FWC Commissioner Tim Lee rejected this.

DayHab’s engagement with the counsellor was a “clear case of sham contracting” he found.

So clear in fact that he said “it would be hard to find a clearer case where the indicia were so strong as suggesting this to be an employment relationship and not a contractor relationship”.

Evasive, unreliable, self-serving and inconsistent

Commissioner Lee described DayHab’s director as an “evasive” and “most unreliable witness” and found the evidence he and his business manager provided “somewhat self-serving and inconsistent”.

Any arguments the employer had to support its claim the counsellor was an independent contractor were ultimately destroyed when Commissioner Lee discovered that the worker:

  • was unable to choose her hours and was given a roster;
  • had worked unpaid overtime which DayHab did not allow her to invoice for;
  • was required to wear a uniform with the company logo;
  • was required to sign an agreement not to work for competitors; and
  • was not allowed to delegate or subcontract her work.

As an alternative proposition, the employer submitted that it was a small business. This would mean that if the counsellor was found to be an employee, she would not have served the minimum 12-month employment period to qualify for unfair dismissal protection.

However, the employer was unable to provide evidence that it was a small business and Commissioner Lee noted that the employer itself conceded this was the case

Jurisdictional objection a gateway to stronger penalties

What started as a jurisdictional objection to one unfair dismissal claim has now led to a potential investigation by the Fair Work Ombudsman (FWO).
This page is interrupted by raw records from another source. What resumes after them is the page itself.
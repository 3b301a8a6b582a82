//! 码位扫描器：与规则无关的快速预扫描

use std::ops::RangeInclusive;

/// 缅甸文基本区块
pub const STANDARD_BLOCK: RangeInclusive<u32> = 0x1000..=0x109F;
/// 缅甸文扩展 A 区块
pub const EXTENDED_A_BLOCK: RangeInclusive<u32> = 0xAA60..=0xAA7F;
/// 缅甸文扩展 B 区块
pub const EXTENDED_B_BLOCK: RangeInclusive<u32> = 0xA9E0..=0xA9FF;

/// 扫描结果
#[derive(Debug, Clone, Copy, Default, PartialEq, Eq)]
pub struct ScanResult {
    pub contains_relevant: bool,
    pub standard_count: usize,
    // 扩展 A + 扩展 B 合计
    pub extended_count: usize,
}

impl ScanResult {
    pub fn total(&self) -> usize {
        self.standard_count + self.extended_count
    }

    /// 仅含扩展区块字符（传统编码不会出现扩展区块）
    pub fn is_extended_only(&self) -> bool {
        self.standard_count == 0 && self.extended_count > 0
    }
}

/// 码位扫描器
pub struct CodepointScanner;

impl CodepointScanner {
    /// O(n) 统计各区块字符数
    pub fn scan(input: &str) -> ScanResult {
        let mut result = ScanResult::default();
        for ch in input.chars() {
            let cp = ch as u32;
            if STANDARD_BLOCK.contains(&cp) {
                result.standard_count += 1;
            } else if EXTENDED_A_BLOCK.contains(&cp) || EXTENDED_B_BLOCK.contains(&cp) {
                result.extended_count += 1;
            }
        }
        result.contains_relevant = result.total() > 0;
        result
    }

    /// 单个字符是否属于相关区块
    pub fn is_relevant(ch: char) -> bool {
        let cp = ch as u32;
        STANDARD_BLOCK.contains(&cp) || EXTENDED_A_BLOCK.contains(&cp) || EXTENDED_B_BLOCK.contains(&cp)
    }
}

#[cfg(test)]
mod tests {
    use super::*;

    #[test]
    fn test_scan_plain_ascii() {
        let result = CodepointScanner::scan("hello, world 123");
        assert!(!result.contains_relevant);
        assert_eq!(result.total(), 0);
    }

    #[test]
    fn test_scan_counts_blocks() {
        let result = CodepointScanner::scan("\u{1000} \u{AA60}\u{A9E0} abc");
        assert!(result.contains_relevant);
        assert_eq!(result.standard_count, 1);
        assert_eq!(result.extended_count, 2);
        assert!(!result.is_extended_only());
    }

    #[test]
    fn test_scan_block_boundaries() {
        let input: String = [0x0FFF, 0x1000, 0x109F, 0x10A0, 0xA9DF, 0xA9FF, 0xAA7F, 0xAA80]
            .iter()
            .filter_map(|cp| char::from_u32(*cp))
            .collect();
        let result = CodepointScanner::scan(&input);
        assert_eq!(result.standard_count, 2);
        assert_eq!(result.extended_count, 2);
    }

    #[test]
    fn test_extended_only() {
        let result = CodepointScanner::scan("\u{AA60}\u{AA61}\u{A9E0}\u{A9E1}");
        assert!(result.is_extended_only());
        assert_eq!(result.extended_count, 4);
        assert!(CodepointScanner::is_relevant('\u{AA60}'));
        assert!(!CodepointScanner::is_relevant('a'));
    }
}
While referring the worker’s case to the Unfair Dismissal Case Management Team (UDCMT), Commissioner Lee expressed concerns that the employer may have a number of other sham contracting arrangements with other support workers.

“I confirm that this decision will be referred to the FWO General Manager with a recommendation from me to make the FWO aware of this decision and to undertake any investigation of [the employer] they consider appropriate,” Commissioner Lee said.